Pas plus tard qu'en juillet, le directeur général de Tesla, Elon Musk, a déclaré que le constructeur de voitures électriques n'avait pas de problème avec la demande des clients, mais simplement un problème pour fabriquer et expédier tous les modèles Y et 3 que les consommateurs étaient prêts à acheter.

Cela pourrait ne plus être vrai.

Les analystes voient des signes précurseurs de prudence pour le constructeur automobile le plus précieux au monde, notamment pour ses prix de plus en plus élevés, à un moment où l'économie mondiale ralentit et où les prévisions de ventes mondiales de voitures sont revues à la baisse.

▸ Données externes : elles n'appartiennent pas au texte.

//! Structured logging setup.
//!
//! Everything logs through `tracing`; this module installs the subscriber.
//! Output is JSON (production) or pretty (development), optionally written
//! through a non-blocking `tracing-appender` worker so request threads never
//! wait on stdout.
//!
//! | Variable | Default |
//! |---|---|
//! | `TODO_LOG_LEVEL` | `info` |
//! | `TODO_LOG_FORMAT` | `json` (`json` or `pretty`) |
//! | `TODO_LOG_ASYNC` | `true` |
//! | `TODO_LOG_TARGET_FILTER` | unset; comma-separated `target=level` directives |
//! | `TODO_LOG_INCLUDE_LOCATION` | `false` |
//!
//! `RUST_LOG`, when set, takes precedence over `TODO_LOG_LEVEL`.

use anyhow::{Context, Result};
use tracing::Level;
use tracing_appender::non_blocking::WorkerGuard;
use tracing_subscriber::layer::SubscriberExt;
use tracing_subscriber::util::SubscriberInitExt;
use tracing_subscriber::{EnvFilter, Layer};

#[derive(Debug, Clone, Copy, PartialEq, Eq)]
pub enum LogFormat {
    Json,
    Pretty,
}

impl LogFormat {
    /// Anything other than `pretty` means JSON.
    pub fn parse(s: &str) -> Self {
        match s.trim().to_lowercase().as_str() {
            "pretty" => LogFormat::Pretty,
            _ => LogFormat::Json,
        }
    }
}

#[derive(Debug, Clone, PartialEq, Eq)]
pub struct LogConfig {
    /// trace/debug/info/warn/error
    pub log_level: String,
    pub format: LogFormat,
    /// Write through a background thread
    pub async_logging: bool,
    /// Extra `EnvFilter` directives, comma-separated
    pub target_filter: Option<String>,
    /// Include file:line
    pub include_location: bool,
}

impl Default for LogConfig {
    fn default() -> Self {
        Self {
            log_level: "info".to_string(),
            format: LogFormat::Json,
            async_logging: true,
            target_filter: None,
            include_location: false,
        }
    }
}

impl LogConfig {
    pub fn from_env() -> Self {
        Self::from_lookup(|key| std::env::var(key).ok())
    }

    /// Unparsable values fall back to their defaults; logging must come up
    /// before there is anywhere to report a bad setting.
    pub fn from_lookup<F>(lookup: F) -> Self
    where
        F: Fn(&str) -> Option<String>,
    {
        let defaults = Self::default();
        let flag = |key: &str, default: bool| {
            lookup(key)
                .and_then(|v| v.trim().parse().ok())
                .unwrap_or(default)
        };
        Self {
            log_level: lookup("TODO_LOG_LEVEL").unwrap_or(defaults.log_level),
            format: lookup("TODO_LOG_FORMAT")
                .map(|v| LogFormat::parse(&v))
                .unwrap_or(defaults.format),
            async_logging: flag("TODO_LOG_ASYNC", defaults.async_logging),
            target_filter: lookup("TODO_LOG_TARGET_FILTER").filter(|v| !v.trim().is_empty()),
            include_location: flag("TODO_LOG_INCLUDE_LOCATION", defaults.include_location),
        }
    }

    /// Verbose pretty output for local runs and tests.
    pub fn dev() -> Self {
        Self {
            log_level: "debug".to_string(),
            format: LogFormat::Pretty,
            async_logging: false,
            target_filter: None,
            include_location: true,
        }
    }

    fn level(&self) -> Level {
        match self.log_level.trim().to_lowercase().as_str() {
            "trace" => Level::TRACE,
            "debug" => Level::DEBUG,
            "warn" => Level::WARN,
            "error" => Level::ERROR,
            _ => Level::INFO,
        }
    }

    fn env_filter(&self) -> EnvFilter {
        let mut filter = EnvFilter::try_from_default_env()
            .unwrap_or_else(|_| EnvFilter::new(self.level().as_str()));

        if let Some(targets) = &self.target_filter {
            for directive in targets.split(',').map(str::trim).filter(|d| !d.is_empty()) {
                match directive.parse() {
                    Ok(d) => filter = filter.add_directive(d),
                    Err(_) => eprintln!("Warning: ignoring invalid log filter directive: {directive}"),
                }
            }
        }
        filter
    }
}

/// Install the global subscriber.
///
/// With async logging the returned guard owns the writer thread: keep it
/// alive until exit or buffered lines are lost.
///
/// # Errors
///
/// Fails when a global subscriber is already installed.
pub fn init_logging(config: &LogConfig) -> Result<Option<WorkerGuard>> {
    let (writer, guard) = if config.async_logging {
        let (nb, guard) = tracing_appender::non_blocking(std::io::stdout());
        (tracing_subscriber::fmt::writer::BoxMakeWriter::new(nb), Some(guard))
    } else {
        (
            tracing_subscriber::fmt::writer::BoxMakeWriter::new(std::io::stdout),
            None,
        )
    };

    let fmt_layer = match config.format {
        LogFormat::Json => tracing_subscriber::fmt::layer()
            .json()
            .with_current_span(true)
            .with_span_list(true)
            .with_target(true)
            .with_thread_ids(true)
            .with_file(config.include_location)
            .with_line_number(config.include_location)
            .with_writer(writer)
            .boxed(),
        LogFormat::Pretty => tracing_subscriber::fmt::layer()
            .pretty()
            .with_target(true)
            .with_file(config.include_location)
            .with_line_number(config.include_location)
            .with_writer(writer)
            .boxed(),
    };

    tracing_subscriber::registry()
        .with(config.env_filter())
        .with(fmt_layer)
        .try_init()
        .context("Failed to initialize logging")?;

    Ok(guard)
}

#[cfg(test)]
mod tests {
    use super::*;

    #[test]
    fn test_log_format_parse() {
        assert_eq!(LogFormat::parse("pretty"), LogFormat::Pretty);
        assert_eq!(LogFormat::parse("PRETTY"), LogFormat::Pretty);
        assert_eq!(LogFormat::parse("json"), LogFormat::Json);
        assert_eq!(LogFormat::parse("xml"), LogFormat::Json);
    }

    #[test]
    fn test_from_lookup_defaults() {
        assert_eq!(LogConfig::from_lookup(|_| None), LogConfig::default());
    }

    #[test]
    fn test_from_lookup_overrides() {
        let config = LogConfig::from_lookup(|key| {
            match key {
                "TODO_LOG_LEVEL" => Some("debug"),
                "TODO_LOG_FORMAT" => Some("pretty"),
                "TODO_LOG_ASYNC" => Some("false"),
                "TODO_LOG_TARGET_FILTER" => Some("sqlx=warn,todo_api=trace"),
                "TODO_LOG_INCLUDE_LOCATION" => Some("not-a-bool"),
                _ => None,
            }
            .map(String::from)
        });
        assert_eq!(config.log_level, "debug");
        assert_eq!(config.format, LogFormat::Pretty);
        assert!(!config.async_logging);
        assert_eq!(config.target_filter.as_deref(), Some("sqlx=warn,todo_api=trace"));
        assert!(!config.include_location);
    }

    #[test]
    fn test_level_fallback() {
        let mut config = LogConfig::dev();
        assert_eq!(config.level(), Level::DEBUG);
        config.log_level = "chatty".into();
        assert_eq!(config.level(), Level::INFO);
    }
}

Tesla a relevé les défis de la chaîne d'approvisionnement mieux que la plupart de ses rivaux et les analystes s'attendent à ce qu'il affiche une forte croissance l'année prochaine en augmentant sa production, mais certains signes indiquent qu'il est contraint de répondre à un marché plus difficile.

La préoccupation la plus immédiate : Tesla a fabriqué plus de 22 000 VE de plus qu'elle n'en a livré aux clients au troisième trimestre, selon les données publiées cette semaine. C'est la première fois qu'elle a dû financer autant de voitures en stock.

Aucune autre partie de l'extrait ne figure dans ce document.